Required work
Only one stretch of the records below should be repeated. It starts with the line containing "filename src/persistence/scheduler.rs" and goes on through the line containing "use parking_lot::Mutex;", exactly as written.

+++ The input +++

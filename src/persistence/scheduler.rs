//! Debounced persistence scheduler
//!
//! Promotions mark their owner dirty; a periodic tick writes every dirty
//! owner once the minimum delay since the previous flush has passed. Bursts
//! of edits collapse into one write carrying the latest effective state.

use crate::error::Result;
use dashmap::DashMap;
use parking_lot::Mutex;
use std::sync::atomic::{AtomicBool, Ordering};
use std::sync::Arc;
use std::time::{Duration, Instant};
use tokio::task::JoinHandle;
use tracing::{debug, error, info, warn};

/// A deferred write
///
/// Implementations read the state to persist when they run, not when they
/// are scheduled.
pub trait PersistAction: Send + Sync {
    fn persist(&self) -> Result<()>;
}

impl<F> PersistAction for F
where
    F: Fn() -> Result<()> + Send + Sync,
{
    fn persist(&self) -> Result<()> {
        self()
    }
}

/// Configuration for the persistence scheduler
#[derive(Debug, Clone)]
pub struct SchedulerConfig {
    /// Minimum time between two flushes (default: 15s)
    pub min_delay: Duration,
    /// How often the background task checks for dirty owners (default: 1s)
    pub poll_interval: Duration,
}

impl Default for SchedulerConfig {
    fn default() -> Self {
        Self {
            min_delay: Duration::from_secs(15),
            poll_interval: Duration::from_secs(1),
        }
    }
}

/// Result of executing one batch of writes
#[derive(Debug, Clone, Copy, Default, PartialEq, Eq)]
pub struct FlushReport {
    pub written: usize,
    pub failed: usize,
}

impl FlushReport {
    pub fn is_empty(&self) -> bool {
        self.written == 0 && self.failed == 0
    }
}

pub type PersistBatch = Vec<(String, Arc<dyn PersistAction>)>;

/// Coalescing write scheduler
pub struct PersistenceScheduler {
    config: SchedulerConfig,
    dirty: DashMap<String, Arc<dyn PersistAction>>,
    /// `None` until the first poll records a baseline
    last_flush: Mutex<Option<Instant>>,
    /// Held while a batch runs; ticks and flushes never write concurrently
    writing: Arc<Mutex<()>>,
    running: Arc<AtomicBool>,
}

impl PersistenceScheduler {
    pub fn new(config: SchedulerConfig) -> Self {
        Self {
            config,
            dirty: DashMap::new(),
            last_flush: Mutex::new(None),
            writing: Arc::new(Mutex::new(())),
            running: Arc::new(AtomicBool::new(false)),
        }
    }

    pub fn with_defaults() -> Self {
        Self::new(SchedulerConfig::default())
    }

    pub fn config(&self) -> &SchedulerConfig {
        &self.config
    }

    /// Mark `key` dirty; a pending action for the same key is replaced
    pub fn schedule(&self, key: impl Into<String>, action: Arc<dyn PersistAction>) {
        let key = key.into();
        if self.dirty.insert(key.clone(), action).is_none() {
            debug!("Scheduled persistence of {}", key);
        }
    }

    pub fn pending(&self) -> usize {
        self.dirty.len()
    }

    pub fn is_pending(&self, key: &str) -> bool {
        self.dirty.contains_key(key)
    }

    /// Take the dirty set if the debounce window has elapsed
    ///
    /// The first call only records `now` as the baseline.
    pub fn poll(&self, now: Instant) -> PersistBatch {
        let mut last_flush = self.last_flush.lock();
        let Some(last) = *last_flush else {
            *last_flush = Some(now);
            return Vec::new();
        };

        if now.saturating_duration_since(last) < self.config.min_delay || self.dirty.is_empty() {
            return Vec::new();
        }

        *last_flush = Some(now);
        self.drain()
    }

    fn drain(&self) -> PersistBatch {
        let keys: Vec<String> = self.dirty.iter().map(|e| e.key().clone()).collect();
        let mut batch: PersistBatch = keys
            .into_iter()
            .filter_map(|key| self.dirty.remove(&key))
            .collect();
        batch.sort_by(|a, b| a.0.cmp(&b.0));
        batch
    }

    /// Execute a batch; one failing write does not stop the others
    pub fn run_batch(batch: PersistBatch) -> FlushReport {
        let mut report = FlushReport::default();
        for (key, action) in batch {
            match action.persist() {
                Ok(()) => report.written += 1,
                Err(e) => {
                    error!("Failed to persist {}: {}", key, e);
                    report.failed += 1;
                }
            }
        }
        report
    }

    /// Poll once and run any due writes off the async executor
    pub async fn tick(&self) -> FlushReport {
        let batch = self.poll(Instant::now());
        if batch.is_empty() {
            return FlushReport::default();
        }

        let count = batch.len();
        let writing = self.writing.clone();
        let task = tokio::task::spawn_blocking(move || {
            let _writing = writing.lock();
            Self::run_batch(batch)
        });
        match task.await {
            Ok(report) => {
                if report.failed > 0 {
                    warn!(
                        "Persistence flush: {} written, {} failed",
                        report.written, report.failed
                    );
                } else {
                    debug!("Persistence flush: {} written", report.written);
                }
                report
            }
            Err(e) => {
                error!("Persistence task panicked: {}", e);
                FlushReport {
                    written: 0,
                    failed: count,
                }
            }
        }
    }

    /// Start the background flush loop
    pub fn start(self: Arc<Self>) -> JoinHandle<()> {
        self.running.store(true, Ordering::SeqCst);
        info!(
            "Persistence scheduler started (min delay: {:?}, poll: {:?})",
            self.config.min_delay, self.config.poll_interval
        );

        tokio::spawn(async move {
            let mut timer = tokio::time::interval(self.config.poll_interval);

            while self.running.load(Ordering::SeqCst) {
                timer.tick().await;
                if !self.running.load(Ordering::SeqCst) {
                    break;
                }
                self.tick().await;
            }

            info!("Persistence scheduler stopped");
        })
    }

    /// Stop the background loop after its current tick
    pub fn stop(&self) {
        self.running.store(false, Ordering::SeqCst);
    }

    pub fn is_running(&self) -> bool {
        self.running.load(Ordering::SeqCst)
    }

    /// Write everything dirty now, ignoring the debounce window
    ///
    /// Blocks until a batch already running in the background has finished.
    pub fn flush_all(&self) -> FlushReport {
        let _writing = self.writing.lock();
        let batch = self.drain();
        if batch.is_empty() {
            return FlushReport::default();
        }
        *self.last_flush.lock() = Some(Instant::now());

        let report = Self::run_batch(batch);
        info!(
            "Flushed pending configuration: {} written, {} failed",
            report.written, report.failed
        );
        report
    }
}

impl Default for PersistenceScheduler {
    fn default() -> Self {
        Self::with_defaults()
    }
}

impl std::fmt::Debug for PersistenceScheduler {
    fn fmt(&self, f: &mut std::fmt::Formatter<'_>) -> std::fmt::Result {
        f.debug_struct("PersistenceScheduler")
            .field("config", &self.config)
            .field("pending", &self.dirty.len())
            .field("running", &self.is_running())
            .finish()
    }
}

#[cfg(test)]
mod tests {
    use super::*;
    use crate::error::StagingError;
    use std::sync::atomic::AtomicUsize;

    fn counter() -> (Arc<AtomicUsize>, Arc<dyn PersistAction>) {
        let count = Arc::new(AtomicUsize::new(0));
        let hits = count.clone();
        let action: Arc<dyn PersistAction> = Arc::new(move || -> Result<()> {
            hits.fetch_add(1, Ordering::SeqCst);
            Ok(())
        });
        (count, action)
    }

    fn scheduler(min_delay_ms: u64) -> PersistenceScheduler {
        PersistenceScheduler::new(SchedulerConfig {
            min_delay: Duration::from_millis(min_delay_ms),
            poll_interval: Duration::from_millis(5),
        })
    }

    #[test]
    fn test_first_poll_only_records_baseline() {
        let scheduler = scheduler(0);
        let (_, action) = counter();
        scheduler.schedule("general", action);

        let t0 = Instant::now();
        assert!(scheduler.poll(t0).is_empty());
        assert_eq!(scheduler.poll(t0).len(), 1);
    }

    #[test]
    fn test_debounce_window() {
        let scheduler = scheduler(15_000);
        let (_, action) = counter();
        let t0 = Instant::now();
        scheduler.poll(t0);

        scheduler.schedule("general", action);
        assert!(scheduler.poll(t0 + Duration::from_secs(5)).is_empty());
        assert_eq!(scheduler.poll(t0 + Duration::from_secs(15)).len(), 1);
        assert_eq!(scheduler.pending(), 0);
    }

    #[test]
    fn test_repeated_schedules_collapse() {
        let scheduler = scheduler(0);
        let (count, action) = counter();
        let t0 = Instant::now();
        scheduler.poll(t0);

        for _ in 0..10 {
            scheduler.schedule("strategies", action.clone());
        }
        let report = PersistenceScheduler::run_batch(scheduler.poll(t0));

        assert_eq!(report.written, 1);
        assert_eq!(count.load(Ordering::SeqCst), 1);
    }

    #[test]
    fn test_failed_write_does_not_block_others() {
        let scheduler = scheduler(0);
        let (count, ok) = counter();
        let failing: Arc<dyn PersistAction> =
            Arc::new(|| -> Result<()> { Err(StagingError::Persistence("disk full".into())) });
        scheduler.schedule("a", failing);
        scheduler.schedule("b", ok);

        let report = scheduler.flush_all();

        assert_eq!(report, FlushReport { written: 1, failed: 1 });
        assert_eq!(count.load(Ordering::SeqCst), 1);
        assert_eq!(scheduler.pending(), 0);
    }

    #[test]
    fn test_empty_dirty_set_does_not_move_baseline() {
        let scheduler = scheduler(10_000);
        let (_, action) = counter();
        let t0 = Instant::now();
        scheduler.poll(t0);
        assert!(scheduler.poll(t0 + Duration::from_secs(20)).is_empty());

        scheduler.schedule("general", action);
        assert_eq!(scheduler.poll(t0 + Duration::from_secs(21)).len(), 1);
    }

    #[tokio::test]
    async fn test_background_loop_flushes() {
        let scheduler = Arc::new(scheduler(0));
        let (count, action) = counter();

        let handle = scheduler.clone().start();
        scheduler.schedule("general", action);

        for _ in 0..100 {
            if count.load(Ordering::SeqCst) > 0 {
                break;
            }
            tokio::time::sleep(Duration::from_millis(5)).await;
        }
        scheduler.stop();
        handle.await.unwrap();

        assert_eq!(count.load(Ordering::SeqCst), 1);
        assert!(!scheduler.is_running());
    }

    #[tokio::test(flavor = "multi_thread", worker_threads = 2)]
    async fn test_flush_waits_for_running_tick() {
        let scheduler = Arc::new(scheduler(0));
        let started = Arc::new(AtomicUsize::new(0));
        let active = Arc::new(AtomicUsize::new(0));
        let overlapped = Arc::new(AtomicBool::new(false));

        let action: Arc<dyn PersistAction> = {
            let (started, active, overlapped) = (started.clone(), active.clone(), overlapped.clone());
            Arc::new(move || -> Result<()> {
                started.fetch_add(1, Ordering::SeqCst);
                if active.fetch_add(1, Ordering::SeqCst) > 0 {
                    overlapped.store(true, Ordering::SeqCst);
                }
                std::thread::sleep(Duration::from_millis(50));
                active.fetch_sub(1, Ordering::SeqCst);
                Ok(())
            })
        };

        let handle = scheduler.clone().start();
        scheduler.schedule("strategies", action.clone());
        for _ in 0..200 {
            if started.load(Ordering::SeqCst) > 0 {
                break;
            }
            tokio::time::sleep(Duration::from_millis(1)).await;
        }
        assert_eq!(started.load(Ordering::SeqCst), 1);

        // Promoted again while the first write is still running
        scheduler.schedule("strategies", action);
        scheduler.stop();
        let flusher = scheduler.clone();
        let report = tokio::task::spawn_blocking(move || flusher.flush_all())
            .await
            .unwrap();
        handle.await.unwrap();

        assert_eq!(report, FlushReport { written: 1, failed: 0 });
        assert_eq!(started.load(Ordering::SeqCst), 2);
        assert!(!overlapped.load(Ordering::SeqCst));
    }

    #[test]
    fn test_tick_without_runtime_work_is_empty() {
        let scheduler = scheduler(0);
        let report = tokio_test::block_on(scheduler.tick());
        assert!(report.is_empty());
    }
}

+++
+++ The input +++

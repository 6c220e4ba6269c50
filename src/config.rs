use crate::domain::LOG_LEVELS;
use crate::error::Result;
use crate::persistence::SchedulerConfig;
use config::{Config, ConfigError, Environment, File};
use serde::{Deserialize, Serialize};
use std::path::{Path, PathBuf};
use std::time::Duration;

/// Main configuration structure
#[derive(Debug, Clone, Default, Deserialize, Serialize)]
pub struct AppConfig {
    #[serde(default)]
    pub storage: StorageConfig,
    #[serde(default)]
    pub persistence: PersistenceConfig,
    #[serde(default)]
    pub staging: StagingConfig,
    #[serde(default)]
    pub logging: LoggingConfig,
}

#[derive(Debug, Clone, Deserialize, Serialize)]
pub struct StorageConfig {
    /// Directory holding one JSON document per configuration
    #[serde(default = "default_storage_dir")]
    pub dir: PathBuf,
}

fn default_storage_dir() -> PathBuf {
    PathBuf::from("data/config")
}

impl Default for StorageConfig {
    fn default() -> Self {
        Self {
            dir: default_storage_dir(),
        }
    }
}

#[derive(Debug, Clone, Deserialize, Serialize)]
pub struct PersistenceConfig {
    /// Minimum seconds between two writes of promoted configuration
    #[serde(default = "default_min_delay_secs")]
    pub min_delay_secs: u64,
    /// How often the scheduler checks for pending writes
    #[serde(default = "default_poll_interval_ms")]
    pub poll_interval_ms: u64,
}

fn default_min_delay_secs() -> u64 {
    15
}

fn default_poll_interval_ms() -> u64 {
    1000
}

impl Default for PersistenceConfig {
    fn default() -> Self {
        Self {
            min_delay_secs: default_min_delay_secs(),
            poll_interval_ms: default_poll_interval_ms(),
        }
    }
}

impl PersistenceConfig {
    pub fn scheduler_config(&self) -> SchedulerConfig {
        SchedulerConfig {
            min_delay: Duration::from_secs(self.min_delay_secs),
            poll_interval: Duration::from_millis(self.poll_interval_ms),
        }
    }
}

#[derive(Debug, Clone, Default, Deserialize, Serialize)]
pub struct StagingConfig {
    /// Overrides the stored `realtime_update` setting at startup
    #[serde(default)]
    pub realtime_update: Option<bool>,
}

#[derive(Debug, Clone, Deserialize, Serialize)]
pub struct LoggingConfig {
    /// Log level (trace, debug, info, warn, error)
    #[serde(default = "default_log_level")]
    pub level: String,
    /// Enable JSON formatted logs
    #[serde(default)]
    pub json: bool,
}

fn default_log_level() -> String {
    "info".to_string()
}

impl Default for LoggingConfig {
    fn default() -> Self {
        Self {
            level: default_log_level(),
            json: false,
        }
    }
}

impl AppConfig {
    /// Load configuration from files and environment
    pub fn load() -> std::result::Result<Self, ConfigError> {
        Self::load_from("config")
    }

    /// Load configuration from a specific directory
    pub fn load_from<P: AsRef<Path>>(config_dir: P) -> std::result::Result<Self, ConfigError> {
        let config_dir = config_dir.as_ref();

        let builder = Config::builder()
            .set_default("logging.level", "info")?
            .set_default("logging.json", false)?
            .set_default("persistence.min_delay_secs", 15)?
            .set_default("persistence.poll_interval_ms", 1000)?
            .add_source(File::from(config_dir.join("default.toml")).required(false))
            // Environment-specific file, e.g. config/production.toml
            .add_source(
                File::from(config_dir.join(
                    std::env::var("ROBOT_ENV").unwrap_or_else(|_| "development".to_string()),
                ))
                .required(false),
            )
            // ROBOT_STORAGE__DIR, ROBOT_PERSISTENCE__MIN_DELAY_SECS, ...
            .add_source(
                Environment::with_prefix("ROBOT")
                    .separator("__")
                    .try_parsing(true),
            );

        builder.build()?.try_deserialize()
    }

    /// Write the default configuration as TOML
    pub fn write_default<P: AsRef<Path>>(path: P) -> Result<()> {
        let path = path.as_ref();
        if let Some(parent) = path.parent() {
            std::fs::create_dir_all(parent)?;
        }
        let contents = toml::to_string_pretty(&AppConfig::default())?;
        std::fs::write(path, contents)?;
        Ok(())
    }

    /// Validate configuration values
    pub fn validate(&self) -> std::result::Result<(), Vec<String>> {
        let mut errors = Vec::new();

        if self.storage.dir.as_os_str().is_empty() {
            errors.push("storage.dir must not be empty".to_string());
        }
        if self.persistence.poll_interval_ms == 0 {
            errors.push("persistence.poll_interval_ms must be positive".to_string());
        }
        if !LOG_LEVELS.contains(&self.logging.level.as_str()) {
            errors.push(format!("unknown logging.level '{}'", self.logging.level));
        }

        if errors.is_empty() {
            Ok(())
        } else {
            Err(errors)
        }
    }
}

+++

Answer section
filename src/persistence/scheduler.rs
//! Debounced persistence scheduler
//!
//! Promotions mark their owner dirty; a periodic tick writes every dirty
//! owner once the minimum delay since the previous flush has passed. Bursts
//! of edits collapse into one write carrying the latest effective state.

use crate::error::Result;
use dashmap::DashMap;
use parking_lot::Mutex;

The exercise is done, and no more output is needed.